Insufficient intake of alpha-carotene, beta-carotene and lycopene has been found to contribute to increased risk and progression of Parkinson’s disease, according to a team of Korean researchers. Alpha-carotene, beta-carotene and lycopene can be found in fruits and vegetables that are bright red, yellow and orange, or it can be consumed through dietary supplements.
The study, published in Nutrition Research and Practice, examined the serum levels of antioxidants such as alpha-carotene, beta-carotene, retinol, alpha-tocopherol and gamma-tocopherol, lutein, zeaxanthin, and beta-cryptoxanthin in people who had early and advanced stages of Parkinson’s disease, and in control groups of healthy people.

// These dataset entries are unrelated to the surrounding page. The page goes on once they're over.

//! Typed column vectors and the chunks that group them.

use slt_error::{Result, SltError};

use crate::{LogicalType, Value};

/// Physical storage for one column of a chunk.
#[derive(Debug, Clone, PartialEq)]
pub enum VectorData {
    Boolean(Vec<bool>),
    TinyInt(Vec<i8>),
    SmallInt(Vec<i16>),
    Integer(Vec<i32>),
    BigInt(Vec<i64>),
    HugeInt(Vec<i128>),
    Float(Vec<f32>),
    Double(Vec<f64>),
    Decimal(Vec<i128>),
    Varchar(Vec<String>),
    Blob(Vec<Vec<u8>>),
    Date(Vec<i32>),
}

impl VectorData {
    fn for_type(logical_type: LogicalType, capacity: usize) -> Self {
        match logical_type {
            LogicalType::Boolean => Self::Boolean(Vec::with_capacity(capacity)),
            LogicalType::TinyInt => Self::TinyInt(Vec::with_capacity(capacity)),
            LogicalType::SmallInt => Self::SmallInt(Vec::with_capacity(capacity)),
            LogicalType::Integer => Self::Integer(Vec::with_capacity(capacity)),
            LogicalType::BigInt => Self::BigInt(Vec::with_capacity(capacity)),
            LogicalType::HugeInt => Self::HugeInt(Vec::with_capacity(capacity)),
            LogicalType::Float => Self::Float(Vec::with_capacity(capacity)),
            LogicalType::Double => Self::Double(Vec::with_capacity(capacity)),
            LogicalType::Decimal { .. } => Self::Decimal(Vec::with_capacity(capacity)),
            LogicalType::Varchar => Self::Varchar(Vec::with_capacity(capacity)),
            LogicalType::Blob => Self::Blob(Vec::with_capacity(capacity)),
            LogicalType::Date => Self::Date(Vec::with_capacity(capacity)),
        }
    }

    const fn variant_name(&self) -> &'static str {
        match self {
            Self::Boolean(_) => "BOOLEAN",
            Self::TinyInt(_) => "TINYINT",
            Self::SmallInt(_) => "SMALLINT",
            Self::Integer(_) => "INTEGER",
            Self::BigInt(_) => "BIGINT",
            Self::HugeInt(_) => "HUGEINT",
            Self::Float(_) => "FLOAT",
            Self::Double(_) => "DOUBLE",
            Self::Decimal(_) => "DECIMAL",
            Self::Varchar(_) => "VARCHAR",
            Self::Blob(_) => "BLOB",
            Self::Date(_) => "DATE",
        }
    }

    fn len(&self) -> usize {
        match self {
            Self::Boolean(v) => v.len(),
            Self::TinyInt(v) => v.len(),
            Self::SmallInt(v) => v.len(),
            Self::Integer(v) => v.len(),
            Self::BigInt(v) => v.len(),
            Self::HugeInt(v) | Self::Decimal(v) => v.len(),
            Self::Float(v) => v.len(),
            Self::Double(v) => v.len(),
            Self::Varchar(v) => v.len(),
            Self::Blob(v) => v.len(),
            Self::Date(v) => v.len(),
        }
    }

    /// Append a placeholder slot for a NULL row.
    fn push_default(&mut self) {
        match self {
            Self::Boolean(v) => v.push(false),
            Self::TinyInt(v) => v.push(0),
            Self::SmallInt(v) => v.push(0),
            Self::Integer(v) => v.push(0),
            Self::BigInt(v) => v.push(0),
            Self::HugeInt(v) | Self::Decimal(v) => v.push(0),
            Self::Float(v) => v.push(0.0),
            Self::Double(v) => v.push(0.0),
            Self::Varchar(v) => v.push(String::new()),
            Self::Blob(v) => v.push(Vec::new()),
            Self::Date(v) => v.push(0),
        }
    }
}

/// One column of a chunk: a typed payload plus a per-row validity mask.
#[derive(Debug, Clone, PartialEq)]
pub struct Vector {
    logical_type: LogicalType,
    data: VectorData,
    validity: Vec<bool>,
}

impl Vector {
    pub fn new(logical_type: LogicalType) -> Self {
        Self::with_capacity(logical_type, 0)
    }

    pub fn with_capacity(logical_type: LogicalType, capacity: usize) -> Self {
        Self {
            logical_type,
            data: VectorData::for_type(logical_type, capacity),
            validity: Vec::with_capacity(capacity),
        }
    }

    /// Build a vector from already-typed storage and a validity mask.
    ///
    /// # Errors
    ///
    /// Returns `SltError::TypeMismatch` if `data` does not match
    /// `logical_type`, or `SltError::RaggedChunk` if the mask length differs
    /// from the data length.
    pub fn from_parts(
        logical_type: LogicalType,
        data: VectorData,
        validity: Vec<bool>,
    ) -> Result<Self> {
        let expected = VectorData::for_type(logical_type, 0);
        if std::mem::discriminant(&expected) != std::mem::discriminant(&data) {
            return Err(SltError::TypeMismatch {
                expected: logical_type.to_string(),
                actual: data.variant_name().to_owned(),
            });
        }
        if validity.len() != data.len() {
            return Err(SltError::RaggedChunk {
                column: 0,
                expected: data.len(),
                actual: validity.len(),
            });
        }
        Ok(Self {
            logical_type,
            data,
            validity,
        })
    }

    pub const fn logical_type(&self) -> LogicalType {
        self.logical_type
    }

    pub fn len(&self) -> usize {
        self.validity.len()
    }

    pub fn is_empty(&self) -> bool {
        self.validity.is_empty()
    }

    pub fn is_valid(&self, row: usize) -> bool {
        self.validity[row]
    }

    /// Whether `value` can be stored in this vector.
    pub fn accepts(&self, value: &Value) -> bool {
        match (self.logical_type, value) {
            (_, Value::Null)
            | (LogicalType::Boolean, Value::Boolean(_))
            | (LogicalType::TinyInt, Value::TinyInt(_))
            | (LogicalType::SmallInt, Value::SmallInt(_))
            | (LogicalType::Integer, Value::Integer(_))
            | (LogicalType::BigInt, Value::BigInt(_))
            | (LogicalType::HugeInt, Value::HugeInt(_))
            | (LogicalType::Float, Value::Float(_))
            | (LogicalType::Double, Value::Double(_))
            | (LogicalType::Varchar, Value::Varchar(_))
            | (LogicalType::Blob, Value::Blob(_))
            | (LogicalType::Date, Value::Date(_)) => true,
            (LogicalType::Decimal { scale, .. }, Value::Decimal { scale: actual, .. }) => {
                scale == *actual
            }
            _ => false,
        }
    }

    /// Append a value, which must match the vector's type or be NULL.
    ///
    /// # Errors
    ///
    /// Returns `SltError::TypeMismatch` when the value's variant does not
    /// belong to the vector's logical type.
    pub fn push(&mut self, value: Value) -> Result<()> {
        let logical_type = self.logical_type;
        let mismatch = |value: &Value| SltError::TypeMismatch {
            expected: logical_type.to_string(),
            actual: format!("{value:?}"),
        };
        match (&mut self.data, value) {
            (data, Value::Null) => {
                data.push_default();
                self.validity.push(false);
                return Ok(());
            }
            (VectorData::Boolean(v), Value::Boolean(x)) => v.push(x),
            (VectorData::TinyInt(v), Value::TinyInt(x)) => v.push(x),
            (VectorData::SmallInt(v), Value::SmallInt(x)) => v.push(x),
            (VectorData::Integer(v), Value::Integer(x)) => v.push(x),
            (VectorData::BigInt(v), Value::BigInt(x)) => v.push(x),
            (VectorData::HugeInt(v), Value::HugeInt(x)) => v.push(x),
            (VectorData::Float(v), Value::Float(x)) => v.push(x),
            (VectorData::Double(v), Value::Double(x)) => v.push(x),
            (VectorData::Decimal(v), Value::Decimal { value, scale }) => {
                let LogicalType::Decimal {
                    scale: declared, ..
                } = logical_type
                else {
                    return Err(mismatch(&Value::Decimal { value, scale }));
                };
                if scale != declared {
                    return Err(mismatch(&Value::Decimal { value, scale }));
                }
                v.push(value);
            }
            (VectorData::Varchar(v), Value::Varchar(x)) => v.push(x),
            (VectorData::Blob(v), Value::Blob(x)) => v.push(x),
            (VectorData::Date(v), Value::Date(x)) => v.push(x),
            (_, other) => return Err(mismatch(&other)),
        }
        self.validity.push(true);
        Ok(())
    }

    /// Materialize the value at `row`.
    ///
    /// # Panics
    ///
    /// Panics if `row >= self.len()`.
    pub fn get_value(&self, row: usize) -> Value {
        if !self.validity[row] {
            return Value::Null;
        }
        match &self.data {
            VectorData::Boolean(v) => Value::Boolean(v[row]),
            VectorData::TinyInt(v) => Value::TinyInt(v[row]),
            VectorData::SmallInt(v) => Value::SmallInt(v[row]),
            VectorData::Integer(v) => Value::Integer(v[row]),
            VectorData::BigInt(v) => Value::BigInt(v[row]),
            VectorData::HugeInt(v) => Value::HugeInt(v[row]),
            VectorData::Float(v) => Value::Float(v[row]),
            VectorData::Double(v) => Value::Double(v[row]),
            VectorData::Decimal(v) => {
                let scale = match self.logical_type {
                    LogicalType::Decimal { scale, .. } => scale,
                    _ => 0,
                };
                Value::Decimal {
                    value: v[row],
                    scale,
                }
            }
            VectorData::Varchar(v) => Value::Varchar(v[row].clone()),
            VectorData::Blob(v) => Value::Blob(v[row].clone()),
            VectorData::Date(v) => Value::Date(v[row]),
        }
    }
}

/// A bounded batch of rows stored column by column.
#[derive(Debug, Clone, PartialEq)]
pub struct DataChunk {
    columns: Vec<Vector>,
}

impl DataChunk {
    pub fn new(types: &[LogicalType], capacity: usize) -> Self {
        Self {
            columns: types
                .iter()
                .map(|&ty| Vector::with_capacity(ty, capacity))
                .collect(),
        }
    }

    /// Assemble a chunk from existing column vectors.
    ///
    /// # Errors
    ///
    /// Returns `SltError::RaggedChunk` if the vectors differ in length.
    pub fn from_vectors(columns: Vec<Vector>) -> Result<Self> {
        let expected = columns.first().map_or(0, Vector::len);
        if let Some((column, vector)) = columns
            .iter()
            .enumerate()
            .find(|(_, vector)| vector.len() != expected)
        {
            return Err(SltError::RaggedChunk {
                column,
                expected,
                actual: vector.len(),
            });
        }
        Ok(Self { columns })
    }

    /// Number of rows in the chunk.
    pub fn size(&self) -> usize {
        self.columns.first().map_or(0, Vector::len)
    }

    pub fn column_count(&self) -> usize {
        self.columns.len()
    }

    pub fn column(&self, index: usize) -> &Vector {
        &self.columns[index]
    }

    pub fn columns(&self) -> &[Vector] {
        &self.columns
    }

    pub fn value(&self, column: usize, row: usize) -> Value {
        self.columns[column].get_value(row)
    }

    /// Append one row; on error the chunk is left unchanged.
    ///
    /// # Errors
    ///
    /// Returns `SltError::ColumnCount` for a row of the wrong width, or
    /// `SltError::TypeMismatch` if a value does not fit its column.
    pub fn append_row(&mut self, row: Vec<Value>) -> Result<()> {
        if row.len() != self.columns.len() {
            return Err(SltError::ColumnCount {
                expected: self.columns.len(),
                actual: row.len(),
            });
        }
        if let Some((vector, value)) = self
            .columns
            .iter()
            .zip(&row)
            .find(|(vector, value)| !vector.accepts(value))
        {
            return Err(SltError::TypeMismatch {
                expected: vector.logical_type().to_string(),
                actual: format!("{value:?}"),
            });
        }
        for (vector, value) in self.columns.iter_mut().zip(row) {
            vector.push(value)?;
        }
        Ok(())
    }
}

#[cfg(test)]
mod tests {
    use super::*;

    #[test]
    fn push_and_read_back_with_nulls() {
        let mut vector = Vector::new(LogicalType::Integer);
        vector.push(Value::Integer(7)).unwrap();
        vector.push(Value::Null).unwrap();
        assert_eq!(vector.len(), 2);
        assert!(vector.is_valid(0));
        assert!(!vector.is_valid(1));
        assert_eq!(vector.get_value(0), Value::Integer(7));
        assert_eq!(vector.get_value(1), Value::Null);
    }

    #[test]
    fn push_rejects_wrong_variant() {
        let mut vector = Vector::new(LogicalType::Integer);
        let err = vector
            .push(Value::Varchar("x".to_owned()))
            .expect_err("varchar into integer column must fail");
        assert!(matches!(err, SltError::TypeMismatch { .. }));
        assert!(vector.is_empty());
    }

    #[test]
    fn decimal_scale_must_match() {
        let ty = LogicalType::Decimal {
            width: 9,
            scale: 2,
        };
        let mut vector = Vector::new(ty);
        vector
            .push(Value::Decimal {
                value: 150,
                scale: 2,
            })
            .unwrap();
        assert!(
            vector
                .push(Value::Decimal {
                    value: 15,
                    scale: 1
                })
                .is_err()
        );
        assert_eq!(vector.get_value(0).to_string(), "1.50");
    }

    #[test]
    fn from_parts_validates_shape() {
        let ok = Vector::from_parts(
            LogicalType::BigInt,
            VectorData::BigInt(vec![1, 2]),
            vec![true, false],
        )
        .unwrap();
        assert_eq!(ok.get_value(1), Value::Null);

        assert!(
            Vector::from_parts(
                LogicalType::Double,
                VectorData::BigInt(vec![1]),
                vec![true]
            )
            .is_err()
        );
        assert!(
            Vector::from_parts(LogicalType::BigInt, VectorData::BigInt(vec![1]), vec![]).is_err()
        );
    }

    #[test]
    fn chunk_append_row_is_atomic() {
        let mut chunk = DataChunk::new(&[LogicalType::Integer, LogicalType::Varchar], 4);
        chunk
            .append_row(vec![Value::Integer(1), Value::Varchar("a".to_owned())])
            .unwrap();
        let err = chunk
            .append_row(vec![Value::Integer(2), Value::Integer(3)])
            .expect_err("second column is VARCHAR");
        assert!(matches!(err, SltError::TypeMismatch { .. }));
        assert_eq!(chunk.size(), 1);
        assert_eq!(chunk.column(0).len(), 1);
        assert!(chunk.append_row(vec![Value::Integer(1)]).is_err());
    }

    #[test]
    fn ragged_vectors_rejected() {
        let mut a = Vector::new(LogicalType::Integer);
        a.push(Value::Integer(1)).unwrap();
        let b = Vector::new(LogicalType::Integer);
        let err = DataChunk::from_vectors(vec![a, b]).expect_err("ragged");
        assert!(matches!(err, SltError::RaggedChunk { column: 1, .. }));
    }
}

The results found that all patients with the disease were found to have lower levels of alpha-carotene, beta-carotene and lycopene, when compared to the control groups.

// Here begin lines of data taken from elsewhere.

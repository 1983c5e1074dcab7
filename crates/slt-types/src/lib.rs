//! Result-set data model for the sqllogictest verifier.
//!
//! The query engine materializes its output as a [`QueryResult`]: column
//! names and [`LogicalType`]s plus a sequence of [`DataChunk`]s, each holding
//! one typed [`Vector`] per column with a per-row validity mask. The
//! verifier only ever reads these structures.

pub mod logical_type;
pub mod result;
pub mod value;
pub mod vector;

pub use logical_type::LogicalType;
pub use result::{QueryResult, QueryResultBuilder, STANDARD_VECTOR_SIZE};
pub use value::Value;
pub use vector::{DataChunk, Vector, VectorData};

“We found that serum levels of some carotenoids—alpha-carotene, beta-carotene and lycopene—were lower in Parkinson’s disease patients, and that these carotenoids inversely correlated with clinical variables representing disease progression,” wrote the researchers. The findings also suggest that a lower intake of alpha-carotene, beta-carotene and lycopene may be associated with the development as well as progression of the disease.
Multiple group comparisons also showed that beta and alpha carotenes and lycopene were significantly lower in patients who had an advanced staged of the disease, than those who were in an early stage of the disease.
Carotenoids can be added to dietary supplements to reduce the development and progression of Parkinson’s disease.